IX. The respondent agreed that the prior art of document D1 came closest to what was claimed. This document disclosed an automotive air conditioning system which allowed the control of the air temperature in a predetermined pattern with the control of the air mixer damper and blower motor and disclosed, in combination, the features of the first part of claim 1 in the version of the first auxiliary request. The results to be achieved with such a system, however, were very sensitive to the design of the control system.

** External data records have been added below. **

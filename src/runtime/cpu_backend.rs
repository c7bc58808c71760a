//! Module implementing the reference CPU operator.
//!
//! Kernels walk `(batch, channel)` slices with explicit offsets into flat
//! row-major buffers. Iteration inside a slice is row-major, which fixes the
//! order of writes for the scatter.

use super::backend::{resolve_mask, RuntimeError, SliceLayout, UnpoolingOperator};
use crate::params::PoolGeometry2d;

/// Reference operator; always available.
#[derive(Debug, Default, Clone, Copy)]
pub struct CpuUnpooling;

impl CpuUnpooling {
    pub fn new() -> Self {
        Self
    }
}

impl UnpoolingOperator for CpuUnpooling {
    fn name(&self) -> &'static str {
        "cpu"
    }

    fn forward(
        &self,
        layout: &SliceLayout,
        input: &[f32],
        mask: &[f32],
        output: &mut [f32],
    ) -> Result<(), RuntimeError> {
        unpool_forward(layout, input, mask, output)
    }

    fn backward(
        &self,
        layout: &SliceLayout,
        top_diff: &[f32],
        mask: &[f32],
        bottom_diff: &mut [f32],
    ) -> Result<(), RuntimeError> {
        unpool_backward(layout, top_diff, mask, bottom_diff)
    }
}

/// Scatter every input element to `output[mask]` within its slice.
///
/// The whole mask is validated before `output` is touched.
pub fn unpool_forward(
    layout: &SliceLayout,
    input: &[f32],
    mask: &[f32],
    output: &mut [f32],
) -> Result<(), RuntimeError> {
    layout.check_len("input", input.len(), layout.input_len())?;
    layout.check_len("output", output.len(), layout.output_len())?;
    let targets = resolve_mask(layout, mask)?;

    output.fill(0.0);
    for slice in 0..layout.num_slices {
        let src = layout.input_offset(slice);
        let dst = layout.output_offset(slice);
        for index in 0..layout.input_volume {
            output[dst + targets[src + index]] = input[src + index];
        }
    }
    Ok(())
}

/// Gather `top_diff[mask]` back into every bottom gradient element.
pub fn unpool_backward(
    layout: &SliceLayout,
    top_diff: &[f32],
    mask: &[f32],
    bottom_diff: &mut [f32],
) -> Result<(), RuntimeError> {
    layout.check_len("top_diff", top_diff.len(), layout.output_len())?;
    layout.check_len("bottom_diff", bottom_diff.len(), layout.input_len())?;
    let sources = resolve_mask(layout, mask)?;

    bottom_diff.fill(0.0);
    for slice in 0..layout.num_slices {
        let dst = layout.input_offset(slice);
        let src = layout.output_offset(slice);
        for index in 0..layout.input_volume {
            bottom_diff[dst + index] = top_diff[src + sources[dst + index]];
        }
    }
    Ok(())
}

/// Spatial extents of one 2-D pooling plane and of the grid its mask indexes.
///
/// The mask grid is the unpooled map built from the pooled extents. It must
/// cover the input so every argmax keeps its `(h, w)` coordinates there.
#[derive(Debug, Clone, Copy, PartialEq, Eq)]
pub struct PoolPlane {
    pub height: usize,
    pub width: usize,
    pub pooled_height: usize,
    pub pooled_width: usize,
    pub mask_height: usize,
    pub mask_width: usize,
}

impl PoolPlane {
    /// Plane whose mask grid is the input itself.
    pub fn new(height: usize, width: usize, pooled_height: usize, pooled_width: usize) -> Self {
        Self {
            height,
            width,
            pooled_height,
            pooled_width,
            mask_height: height,
            mask_width: width,
        }
    }

    pub fn with_mask_grid(mut self, mask_height: usize, mask_width: usize) -> Self {
        self.mask_height = mask_height;
        self.mask_width = mask_width;
        self
    }

    fn input_volume(&self) -> usize {
        self.height * self.width
    }

    fn pooled_volume(&self) -> usize {
        self.pooled_height * self.pooled_width
    }

    fn mask_volume(&self) -> usize {
        self.mask_height * self.mask_width
    }

    fn check_mask_grid(&self) -> Result<(), RuntimeError> {
        if self.mask_height < self.height || self.mask_width < self.width {
            return Err(RuntimeError::MaskGridTooSmall {
                mask_grid: [self.mask_height, self.mask_width],
                input: [self.height, self.width],
            });
        }
        Ok(())
    }
}

/// Max pooling that records, per pooled cell, the flat `h * mask_width + w`
/// index of the maximum. Ties keep the first max.
pub fn max_pool2d_forward(
    geometry: &PoolGeometry2d,
    plane: &PoolPlane,
    num_slices: usize,
    input: &[f32],
    output: &mut [f32],
    mask: &mut [f32],
) -> Result<(), RuntimeError> {
    plane.check_mask_grid()?;
    let in_volume = plane.input_volume();
    let out_volume = plane.pooled_volume();
    // The pooled side plays the "input" role of the unpooling layout.
    let layout = SliceLayout::new(num_slices, out_volume, in_volume)?;
    layout.check_len("input", input.len(), layout.output_len())?;
    layout.check_len("output", output.len(), layout.input_len())?;
    layout.check_len("mask", mask.len(), layout.input_len())?;

    let [kernel_h, kernel_w] = geometry.kernel();
    let [stride_h, stride_w] = geometry.stride();
    let [pad_h, pad_w] = geometry.pad();
    for slice in 0..num_slices {
        let src = &input[slice * in_volume..(slice + 1) * in_volume];
        let dst = slice * out_volume;
        for ph in 0..plane.pooled_height {
            let (h_start, h_end) = window(ph, stride_h, pad_h, kernel_h, plane.height);
            for pw in 0..plane.pooled_width {
                let (w_start, w_end) = window(pw, stride_w, pad_w, kernel_w, plane.width);
                let mut best = f32::NEG_INFINITY;
                let mut best_at = (h_start, w_start);
                for h in h_start..h_end {
                    for w in w_start..w_end {
                        let value = src[h * plane.width + w];
                        if value > best {
                            best = value;
                            best_at = (h, w);
                        }
                    }
                }
                let pool_index = dst + ph * plane.pooled_width + pw;
                output[pool_index] = best;
                mask[pool_index] = (best_at.0 * plane.mask_width + best_at.1) as f32;
            }
        }
    }
    Ok(())
}

/// Routes pooled gradients to the recorded argmax positions, accumulating
/// where overlapping windows share a maximum.
pub fn max_pool2d_backward(
    plane: &PoolPlane,
    num_slices: usize,
    top_diff: &[f32],
    mask: &[f32],
    bottom_diff: &mut [f32],
) -> Result<(), RuntimeError> {
    plane.check_mask_grid()?;
    let layout = SliceLayout::new(num_slices, plane.pooled_volume(), plane.mask_volume())?;
    let in_volume = plane.input_volume();
    layout.check_len("top_diff", top_diff.len(), layout.input_len())?;
    layout.check_len("bottom_diff", bottom_diff.len(), num_slices * in_volume)?;

    // Mask grid coordinates back to input offsets, all checked before writing.
    let targets = resolve_mask(&layout, mask)?
        .into_iter()
        .enumerate()
        .map(|(flat, index)| {
            let (h, w) = (index / plane.mask_width, index % plane.mask_width);
            if h < plane.height && w < plane.width {
                Ok(h * plane.width + w)
            } else {
                Err(RuntimeError::MaskIndexOutOfBounds {
                    slice: flat / layout.input_volume,
                    position: flat % layout.input_volume,
                    value: mask[flat],
                    volume: in_volume,
                })
            }
        })
        .collect::<Result<Vec<_>, _>>()?;

    bottom_diff.fill(0.0);
    for slice in 0..num_slices {
        let src = layout.input_offset(slice);
        let dst = slice * in_volume;
        for index in 0..layout.input_volume {
            bottom_diff[dst + targets[src + index]] += top_diff[src + index];
        }
    }
    Ok(())
}

/// Clipped `[start, end)` of the pooling window at `pooled_index`.
fn window(
    pooled_index: usize,
    stride: usize,
    pad: usize,
    kernel: usize,
    extent: usize,
) -> (usize, usize) {
    let start = (pooled_index * stride) as isize - pad as isize;
    let end = (start + kernel as isize).min(extent as isize);
    (start.max(0) as usize, end.max(0) as usize)
}
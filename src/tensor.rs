//! Module defining `Blob`, the dense feature-map storage consumed by layers.
//!
//! A `Blob` owns two buffers of identical shape: the value buffer (`data`)
//! and the gradient buffer (`diff`). Both are kept in standard (row-major,
//! contiguous) layout so kernels can address them as flat slices with
//! explicit offsets.

use ndarray::{ArrayD, ArrayViewD, ArrayViewMutD, IxDyn};
use thiserror::Error;

/// Errors raised by blob storage accessors.
#[derive(Error, Debug, Clone, PartialEq)]
pub enum BlobError {
    #[error("Blob storage for '{0}' is not contiguous in standard layout.")]
    NonContiguous(&'static str),

    #[error("Axis {axis} is out of range for a blob with {num_axes} axes.")]
    AxisOutOfRange { axis: usize, num_axes: usize },

    #[error("Gradient shape {actual:?} does not match value shape {expected:?}.")]
    DiffShapeMismatch {
        expected: Vec<usize>,
        actual: Vec<usize>,
    },
}

/// Dense N-axis tensor with a value buffer and a gradient buffer.
#[derive(Debug, Clone, PartialEq)]
pub struct Blob {
    data: ArrayD<f32>,
    diff: ArrayD<f32>,
}

impl Blob {
    /// Creates a zero-filled blob of the given shape.
    pub fn new(shape: &[usize]) -> Self {
        Self {
            data: ArrayD::zeros(IxDyn(shape)),
            diff: ArrayD::zeros(IxDyn(shape)),
        }
    }

    /// Wraps an existing array as the value buffer. The gradient starts at zero.
    pub fn from_array(data: ArrayD<f32>) -> Self {
        let data = standard(data);
        let diff = ArrayD::zeros(data.raw_dim());
        Self { data, diff }
    }

    /// (Re)allocates both buffers for a new shape.
    ///
    /// Storage is kept when the shape does not change, so repeated reshapes
    /// with identical dimensions preserve contents.
    pub fn reshape(&mut self, shape: &[usize]) {
        if self.data.shape() == shape {
            return;
        }
        self.data = ArrayD::zeros(IxDyn(shape));
        self.diff = ArrayD::zeros(IxDyn(shape));
    }

    /// Replaces the gradient buffer; its shape must match the value buffer.
    pub fn set_diff(&mut self, diff: ArrayD<f32>) -> Result<(), BlobError> {
        if diff.shape() != self.data.shape() {
            return Err(BlobError::DiffShapeMismatch {
                expected: self.data.shape().to_vec(),
                actual: diff.shape().to_vec(),
            });
        }
        self.diff = standard(diff);
        Ok(())
    }

    pub fn shape(&self) -> &[usize] {
        self.data.shape()
    }

    pub fn num_axes(&self) -> usize {
        self.data.ndim()
    }

    /// Total number of elements.
    pub fn count(&self) -> usize {
        self.data.len()
    }

    /// Size of a single axis.
    pub fn shape_at(&self, axis: usize) -> Result<usize, BlobError> {
        self.shape()
            .get(axis)
            .copied()
            .ok_or(BlobError::AxisOutOfRange {
                axis,
                num_axes: self.num_axes(),
            })
    }

    // Legacy 4-D accessors: axes beyond the blob's rank report 1.

    pub fn num(&self) -> usize {
        self.legacy_axis(0)
    }

    pub fn channels(&self) -> usize {
        self.legacy_axis(1)
    }

    pub fn height(&self) -> usize {
        self.legacy_axis(2)
    }

    pub fn width(&self) -> usize {
        self.legacy_axis(3)
    }

    fn legacy_axis(&self, axis: usize) -> usize {
        self.shape().get(axis).copied().unwrap_or(1)
    }

    pub fn data(&self) -> ArrayViewD<'_, f32> {
        self.data.view()
    }

    pub fn data_mut(&mut self) -> ArrayViewMutD<'_, f32> {
        self.data.view_mut()
    }

    pub fn diff(&self) -> ArrayViewD<'_, f32> {
        self.diff.view()
    }

    pub fn diff_mut(&mut self) -> ArrayViewMutD<'_, f32> {
        self.diff.view_mut()
    }

    /// Flat read-only view of the value buffer.
    pub fn cpu_data(&self) -> Result<&[f32], BlobError> {
        self.data.as_slice().ok_or(BlobError::NonContiguous("data"))
    }

    /// Flat mutable view of the value buffer.
    pub fn mutable_cpu_data(&mut self) -> Result<&mut [f32], BlobError> {
        self.data
            .as_slice_mut()
            .ok_or(BlobError::NonContiguous("data"))
    }

    /// Flat read-only view of the gradient buffer.
    pub fn cpu_diff(&self) -> Result<&[f32], BlobError> {
        self.diff.as_slice().ok_or(BlobError::NonContiguous("diff"))
    }

    /// Flat mutable view of the gradient buffer.
    pub fn mutable_cpu_diff(&mut self) -> Result<&mut [f32], BlobError> {
        self.diff
            .as_slice_mut()
            .ok_or(BlobError::NonContiguous("diff"))
    }
}

fn standard(array: ArrayD<f32>) -> ArrayD<f32> {
    if array.is_standard_layout() {
        array
    } else {
        array.as_standard_layout().into_owned()
    }
}

#[cfg(test)]
mod tests {
    use super::*;
    use ndarray::{array, Axis};

    #[test]
    fn test_new_blob_is_zeroed() {
        let blob = Blob::new(&[2, 3, 4, 5]);
        assert_eq!(blob.count(), 120);
        assert_eq!(blob.num_axes(), 4);
        assert!(blob.cpu_data().unwrap().iter().all(|&v| v == 0.0));
        assert!(blob.cpu_diff().unwrap().iter().all(|&v| v == 0.0));
    }

    #[test]
    fn test_legacy_accessors() {
        let blob = Blob::new(&[2, 3, 4, 5]);
        let dims = (blob.num(), blob.channels(), blob.height(), blob.width());
        assert_eq!(dims, (2, 3, 4, 5));

        let flat = Blob::new(&[7, 2]);
        assert_eq!(flat.height(), 1);
        assert_eq!(flat.width(), 1);
    }

    #[test]
    fn test_reshape_same_shape_keeps_contents() {
        let mut blob = Blob::from_array(array![[1.0, 2.0], [3.0, 4.0]].into_dyn());
        blob.reshape(&[2, 2]);
        assert_eq!(blob.cpu_data().unwrap(), &[1.0, 2.0, 3.0, 4.0]);

        blob.reshape(&[1, 4, 1]);
        assert_eq!(blob.shape(), &[1, 4, 1]);
        assert_eq!(blob.cpu_data().unwrap(), &[0.0; 4]);
        assert_eq!(blob.diff().shape(), &[1, 4, 1]);
    }

    #[test]
    fn test_from_array_normalizes_layout() {
        let transposed = array![[1.0, 2.0], [3.0, 4.0]].reversed_axes().into_dyn();
        assert!(!transposed.is_standard_layout());
        let blob = Blob::from_array(transposed);
        assert_eq!(blob.cpu_data().unwrap(), &[1.0, 3.0, 2.0, 4.0]);
    }

    #[test]
    fn test_shape_at() {
        let blob = Blob::new(&[2, 3, 4, 5]);
        assert_eq!(blob.shape_at(1).unwrap(), 3);
        assert_eq!(blob.shape_at(3).unwrap(), 5);
        assert_eq!(
            blob.shape_at(4),
            Err(BlobError::AxisOutOfRange {
                axis: 4,
                num_axes: 4,
            })
        );
    }

    #[test]
    fn test_set_diff_requires_matching_shape() {
        let mut blob = Blob::new(&[2, 2]);
        assert!(blob.set_diff(ArrayD::zeros(IxDyn(&[3]))).is_err());
        let diff = array![[1.0, 1.0], [2.0, 2.0]].into_dyn();
        blob.set_diff(diff).unwrap();
        let row_sums: Vec<f32> = blob.diff().sum_axis(Axis(1)).iter().copied().collect();
        assert_eq!(row_sums, vec![2.0, 4.0]);
    }
}
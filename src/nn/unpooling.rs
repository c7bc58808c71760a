//! Module implementing the 2-D max-unpooling layer.
//!
//! Bottom blobs are the pooled features and the mask recorded by the matching
//! max pooling; the single top blob is the unpooled feature map.

use crate::analysis::{check_mask_shape, infer_unpooled_shape};
use crate::nn::module::{check_count, Layer, LayerError, Result};
use crate::params::{PoolGeometry2d, UnpoolingParameter};
use crate::runtime::{detect_capability, instantiate, SliceLayout, UnpoolingOperator};
use crate::tensor::Blob;

/// Max-unpooling over `[num, channels, height, width]` feature maps.
///
/// # Example
///
/// ```rust,ignore
/// let mut unpool = UnpoolingLayer::new(UnpoolingParameter::square(2));
/// unpool.setup(&bottom, &mut top)?; // [N, C, H, W] -> [N, C, 2H, 2W]
/// unpool.forward(&bottom, &mut top)?;
/// ```
#[derive(Debug)]
pub struct UnpoolingLayer {
    param: UnpoolingParameter,
    geometry: Option<PoolGeometry2d>,
    channels: usize,
    height: usize,
    width: usize,
    unpooled_height: usize,
    unpooled_width: usize,
    operator: Option<Box<dyn UnpoolingOperator>>,
}

impl UnpoolingLayer {
    pub fn new(param: UnpoolingParameter) -> Self {
        Self {
            param,
            geometry: None,
            channels: 0,
            height: 0,
            width: 0,
            unpooled_height: 0,
            unpooled_width: 0,
            operator: None,
        }
    }

    pub fn param(&self) -> &UnpoolingParameter {
        &self.param
    }

    /// Resolved geometry, available after setup.
    pub fn geometry(&self) -> Option<&PoolGeometry2d> {
        self.geometry.as_ref()
    }

    pub fn channels(&self) -> usize {
        self.channels
    }

    /// Input `(height, width)` seen by the last reshape.
    pub fn input_extent(&self) -> (usize, usize) {
        (self.height, self.width)
    }

    /// Output `(height, width)` computed by the last reshape.
    pub fn unpooled_extent(&self) -> (usize, usize) {
        (self.unpooled_height, self.unpooled_width)
    }

    /// Name of the selected operator (`"cpu"` or `"wgpu"`), once set up.
    pub fn operator_name(&self) -> Option<&'static str> {
        self.operator.as_ref().map(|op| op.name())
    }

    fn operator(&self) -> Result<&dyn UnpoolingOperator> {
        self.operator
            .as_deref()
            .ok_or(LayerError::NotSetUp(self.layer_type()))
    }
}

impl Layer for UnpoolingLayer {
    fn layer_type(&self) -> &'static str {
        "Unpooling"
    }

    fn exact_num_bottom_blobs(&self) -> usize {
        2
    }

    fn exact_num_top_blobs(&self) -> usize {
        1
    }

    fn layer_setup(&mut self, _bottom: &[Blob], _top: &mut [Blob]) -> Result<()> {
        let geometry = self.param.resolve()?;
        if self.operator.is_none() {
            let capability = detect_capability(self.param.engine)?;
            self.operator = Some(instantiate(self.param.engine, capability)?);
        }
        log::debug!(
            "{} layer: kernel {:?}, stride {:?}, pad {:?}, operator '{}'",
            self.layer_type(),
            geometry.kernel(),
            geometry.stride(),
            geometry.pad(),
            self.operator_name().unwrap_or("none"),
        );
        self.geometry = Some(geometry);
        Ok(())
    }

    fn reshape(&mut self, bottom: &[Blob], top: &mut [Blob]) -> Result<()> {
        self.check_blob_counts(bottom.len(), top.len())?;
        let Some(geometry) = self.geometry else {
            return Err(LayerError::NotSetUp(self.layer_type()));
        };
        let input_shape = bottom[0].shape();
        check_mask_shape(input_shape, bottom[1].shape())?;

        let output_shape = infer_unpooled_shape(
            input_shape,
            &geometry.kernel(),
            &geometry.stride(),
            &geometry.pad(),
        )?;
        self.channels = input_shape[1];
        self.height = input_shape[2];
        self.width = input_shape[3];
        self.unpooled_height = output_shape[2];
        self.unpooled_width = output_shape[3];
        top[0].reshape(&output_shape);
        Ok(())
    }

    fn forward(&self, bottom: &[Blob], top: &mut [Blob]) -> Result<()> {
        scatter_blobs(self.layer_type(), self.operator()?, bottom, top)
    }

    fn backward(&self, top: &[Blob], propagate_down: &[bool], bottom: &mut [Blob]) -> Result<()> {
        let layer = self.layer_type();
        gather_blobs(layer, self.operator()?, top, propagate_down, bottom)
    }
}

/// Forward pass shared by the unpooling layers: `top[0] = scatter(bottom[0], bottom[1])`.
pub(crate) fn scatter_blobs(
    layer: &'static str,
    operator: &dyn UnpoolingOperator,
    bottom: &[Blob],
    top: &mut [Blob],
) -> Result<()> {
    check_count(layer, "bottom", 2, bottom.len())?;
    check_count(layer, "top", 1, top.len())?;
    check_mask_shape(bottom[0].shape(), bottom[1].shape())?;

    let layout = SliceLayout::from_shapes(bottom[0].shape(), top[0].shape())?;
    operator.forward(
        &layout,
        bottom[0].cpu_data()?,
        bottom[1].cpu_data()?,
        top[0].mutable_cpu_data()?,
    )?;
    Ok(())
}

/// Backward pass shared by the unpooling layers. The mask never receives a gradient.
pub(crate) fn gather_blobs(
    layer: &'static str,
    operator: &dyn UnpoolingOperator,
    top: &[Blob],
    propagate_down: &[bool],
    bottom: &mut [Blob],
) -> Result<()> {
    check_count(layer, "bottom", 2, bottom.len())?;
    check_count(layer, "top", 1, top.len())?;
    check_count(layer, "propagate_down", 2, propagate_down.len())?;
    if !propagate_down[0] {
        return Ok(());
    }
    check_mask_shape(bottom[0].shape(), bottom[1].shape())?;

    let layout = SliceLayout::from_shapes(bottom[0].shape(), top[0].shape())?;
    let (features, mask) = bottom.split_at_mut(1);
    operator.backward(
        &layout,
        top[0].cpu_diff()?,
        mask[0].cpu_data()?,
        features[0].mutable_cpu_diff()?,
    )?;
    Ok(())
}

Compared with the prior art of document D1 the invention improved the time response, as clearly illustrated by the dashed line in Figure 8 of the European patent specification, and reduced the power consumption of the system. Excellent results were achieved by the selection of specific system parameters and the application of modern control theories on the basis of a digital state-space approach and the use of an integral-added optimal regulator.
The invention provided, in comparison to the prior art of document D1, a dynamic model of an automotive air conditioning system requiring a specific design of the control system, the identification of an appropriate set of measuring and control variables and the design of an optimal feedback gain. By implementing such a dynamic control model the invention achieved, in a surprisingly successful manner, a double aim, namely improving the time response and at the same time reducing the power consumption. These problems had not been satisfactorily solved in the prior art systems.
Document D14 was an extract from a textbook which explained digital control using a state observer in abstract and general terms. Document D12 outlined, again only in general terms, environmental control of confined spaces and life support systems without mentioning that it could be applied to automotive air conditioning. It was undisputed, and indeed acknowledged in the patent specification, that integral- added optimal regulators and state-space techniques in themselves formed part of the prior art.
The appellant had not succeeded in establishing any clear link between such modern control concepts and their use in an automotive air conditioning system. The invention was moreover the first use of modern control techniques in the automotive sector.
Reasons for the Decision
1. The appeal complies with the requirements of Articles 106 to 108 and Rules 1(1) and 64 EPC and is thus admissible.
The appeal is also allowable since the interlocutory decision under appeal, deciding that the amended patent meets the requirements of the EPC, cannot stand in respect of the requirement for an inventive step (Articles 56, 100(a) and 102(3) EPC) and must thus be set aside.
Moreover, the patent must be revoked, as requested by the appellant, since none of the requests submitted by the respondent is allowable.
2. It follows from the legal definition of Article 56 that an invention is considered to lack an inventive step if having regard to the prior art it is obvious to a person skilled in the art. This obviousness criterion is generally applied by starting from an appropriate point in the prior art (the "closest prior art") and analyzing the invention on the basis of the so-called problem-and-solution approach (see Case Law of the Boards of Appeal of the European Patent office, 4th edition, 2002, pages 101 and 102).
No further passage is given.